-- Provided data follows --
//! Canonical input events and their query façade
//!
//! Every accessor is total. A question that does not apply to the event's
//! category gets a neutral answer (`false`, `None`, `""` or
//! [`AxisState::Centered`]), and an invalid event answers every question as if
//! it carried no input at all.

use crate::config::AxisConfig;
use crate::input::direction::Direction8;
use crate::input::keys::{KeyModifiers, KeyboardKey, DIRECTIONAL_KEYS};
use crate::input::raw::{AxisState, RawSample};

/// Why the normalizer turned a sample into an invalid event
#[derive(Clone, Copy, Debug, PartialEq, Eq, Hash)]
pub enum Suppression {
    /// Joystick support is disabled
    JoypadDisabled,
    /// Axis value between the release and press thresholds
    AxisDeadband,
    /// Axis state equals the one already reported
    AxisUnchanged,
    /// Key press for a key that is not physically held
    KeyNotHeld,
    /// Key release for a key that is still physically held
    KeyStillHeld,
}

/// One normalized input event
///
/// Produced by [`InputContext::next_event`](crate::input::InputContext::next_event),
/// handled during the same frame and then dropped.
#[derive(Clone, Debug, PartialEq)]
pub struct InputEvent {
    sample: RawSample,
    suppression: Option<Suppression>,
    repeat_enabled: bool,
    press_threshold: u16,
}

impl InputEvent {
    pub(crate) fn new(
        sample: RawSample,
        suppression: Option<Suppression>,
        repeat_enabled: bool,
        press_threshold: u16,
    ) -> Self {
        Self {
            sample,
            suppression,
            repeat_enabled,
            press_threshold,
        }
    }

    /// Wraps a sample as an accepted event under the default policy
    /// (repeat delivery off, default press threshold), bypassing the normalizer
    pub fn from_sample(sample: RawSample) -> Self {
        Self::new(sample, None, false, AxisConfig::default().press_threshold)
    }

    /// The wrapped sample, as it left the normalizer
    pub fn sample(&self) -> &RawSample {
        &self.sample
    }

    pub fn suppression(&self) -> Option<Suppression> {
        self.suppression
    }

    /// The sample, unless this event was suppressed
    fn live(&self) -> Option<&RawSample> {
        match self.suppression {
            None => Some(&self.sample),
            Some(_) => None,
        }
    }

    fn passes_repeat_gate(&self, repeat: bool) -> bool {
        !repeat || self.repeat_enabled
    }

    // event type

    /// Returns `false` if the sample was suppressed and must be ignored
    pub fn is_valid(&self) -> bool {
        self.suppression.is_none()
    }

    /// Key press or release that passes the repeat policy
    pub fn is_keyboard_event(&self) -> bool {
        match self.live() {
            Some(RawSample::KeyDown { repeat, .. }) | Some(RawSample::KeyUp { repeat, .. }) => {
                self.passes_repeat_gate(*repeat)
            }
            _ => false,
        }
    }

    pub fn is_joypad_event(&self) -> bool {
        self.live().is_some_and(RawSample::is_joypad)
    }

    pub fn is_window_event(&self) -> bool {
        matches!(self.live(), Some(RawSample::WindowClose))
    }

    // keyboard

    pub fn is_keyboard_key_pressed(&self) -> bool {
        match self.live() {
            Some(RawSample::KeyDown { repeat, .. }) => self.passes_repeat_gate(*repeat),
            _ => false,
        }
    }

    pub fn is_key_pressed(&self, key: KeyboardKey) -> bool {
        self.is_keyboard_key_pressed() && self.get_keyboard_key() == Some(key)
    }

    pub fn is_one_of_keys_pressed(&self, keys: &[KeyboardKey]) -> bool {
        keys.iter().any(|key| self.is_key_pressed(*key))
    }

    /// Press of one of the four arrow keys
    pub fn is_keyboard_direction_key_pressed(&self) -> bool {
        self.is_one_of_keys_pressed(&DIRECTIONAL_KEYS)
    }

    pub fn is_keyboard_non_direction_key_pressed(&self) -> bool {
        self.is_keyboard_key_pressed() && !self.is_keyboard_direction_key_pressed()
    }

    pub fn is_keyboard_key_released(&self) -> bool {
        match self.live() {
            Some(RawSample::KeyUp { repeat, .. }) => self.passes_repeat_gate(*repeat),
            _ => false,
        }
    }

    pub fn is_key_released(&self, key: KeyboardKey) -> bool {
        self.is_keyboard_key_released() && self.get_keyboard_key() == Some(key)
    }

    pub fn is_one_of_keys_released(&self, keys: &[KeyboardKey]) -> bool {
        keys.iter().any(|key| self.is_key_released(*key))
    }

    pub fn is_keyboard_direction_key_released(&self) -> bool {
        self.is_one_of_keys_released(&DIRECTIONAL_KEYS)
    }

    pub fn is_keyboard_non_direction_key_released(&self) -> bool {
        self.is_keyboard_key_released() && !self.is_keyboard_direction_key_released()
    }

    /// Modifiers held during this keyboard event, empty for anything else
    pub fn modifiers(&self) -> KeyModifiers {
        if !self.is_keyboard_event() {
            return KeyModifiers::empty();
        }
        match &self.sample {
            RawSample::KeyDown { modifiers, .. } | RawSample::KeyUp { modifiers, .. } => {
                *modifiers
            }
            _ => KeyModifiers::empty(),
        }
    }

    pub fn is_with_shift(&self) -> bool {
        self.modifiers().contains(KeyModifiers::SHIFT)
    }

    pub fn is_with_control(&self) -> bool {
        self.modifiers().contains(KeyModifiers::CTRL)
    }

    pub fn is_with_alt(&self) -> bool {
        self.modifiers().contains(KeyModifiers::ALT)
    }

    /// Key pressed or released, `None` if this is not a keyboard event.
    /// See [`get_character`](Self::get_character) for the text it produced.
    pub fn get_keyboard_key(&self) -> Option<KeyboardKey> {
        if !self.is_keyboard_event() {
            return None;
        }
        match &self.sample {
            RawSample::KeyDown { key, .. } | RawSample::KeyUp { key, .. } => Some(*key),
            _ => None,
        }
    }

    /// Returns whether this event carries entered text
    pub fn is_character_pressed(&self) -> bool {
        matches!(self.live(), Some(RawSample::TextInput { .. }))
    }

    /// UTF-8 text entered, empty if this is not a text event
    pub fn get_character(&self) -> &str {
        match self.live() {
            Some(RawSample::TextInput { text }) => text.as_str(),
            _ => "",
        }
    }

    // joypad

    pub fn is_joypad_button_pressed(&self) -> bool {
        matches!(self.live(), Some(RawSample::JoyButtonDown { .. }))
    }

    pub fn is_joypad_button_released(&self) -> bool {
        matches!(self.live(), Some(RawSample::JoyButtonUp { .. }))
    }

    /// Button pressed or released, `None` if this is not a button event
    pub fn get_joypad_button(&self) -> Option<u8> {
        match self.live() {
            Some(RawSample::JoyButtonDown { button }) | Some(RawSample::JoyButtonUp { button }) => {
                Some(*button)
            }
            _ => None,
        }
    }

    pub fn is_joypad_axis_moved(&self) -> bool {
        matches!(self.live(), Some(RawSample::JoyAxisMotion { .. }))
    }

    /// Axis moved (0 and 1 are usually x and y), `None` if not an axis event
    pub fn get_joypad_axis(&self) -> Option<u8> {
        match self.live() {
            Some(RawSample::JoyAxisMotion { axis, .. }) => Some(*axis),
            _ => None,
        }
    }

    /// New state of the moved axis, `Centered` if not an axis event
    pub fn get_joypad_axis_state(&self) -> AxisState {
        match self.live() {
            Some(RawSample::JoyAxisMotion { value, .. }) => {
                AxisState::classify(*value, self.press_threshold)
            }
            _ => AxisState::Centered,
        }
    }

    /// Returns whether the moved axis is back at rest
    pub fn is_joypad_axis_centered(&self) -> bool {
        self.is_joypad_axis_moved() && self.get_joypad_axis_state().is_centered()
    }

    pub fn is_joypad_hat_moved(&self) -> bool {
        matches!(self.live(), Some(RawSample::JoyHatMotion { .. }))
    }

    pub fn get_joypad_hat(&self) -> Option<u8> {
        match self.live() {
            Some(RawSample::JoyHatMotion { hat, .. }) => Some(*hat),
            _ => None,
        }
    }

    /// New direction of the moved hat, `None` if centered or not a hat event
    pub fn get_joypad_hat_direction(&self) -> Option<Direction8> {
        match self.live() {
            Some(RawSample::JoyHatMotion { position, .. }) => position.direction(),
            _ => None,
        }
    }

    pub fn is_joypad_hat_centered(&self) -> bool {
        self.is_joypad_hat_moved() && self.get_joypad_hat_direction().is_none()
    }

    // window

    pub fn is_window_closing(&self) -> bool {
        matches!(self.live(), Some(RawSample::WindowClose))
    }
}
-- Provided data concluded --
Exercise details: Among the entries, find every line holding "Clone" and return it.

Task output:
#[derive(Clone, Copy, Debug, PartialEq, Eq, Hash)]
#[derive(Clone, Debug, PartialEq)]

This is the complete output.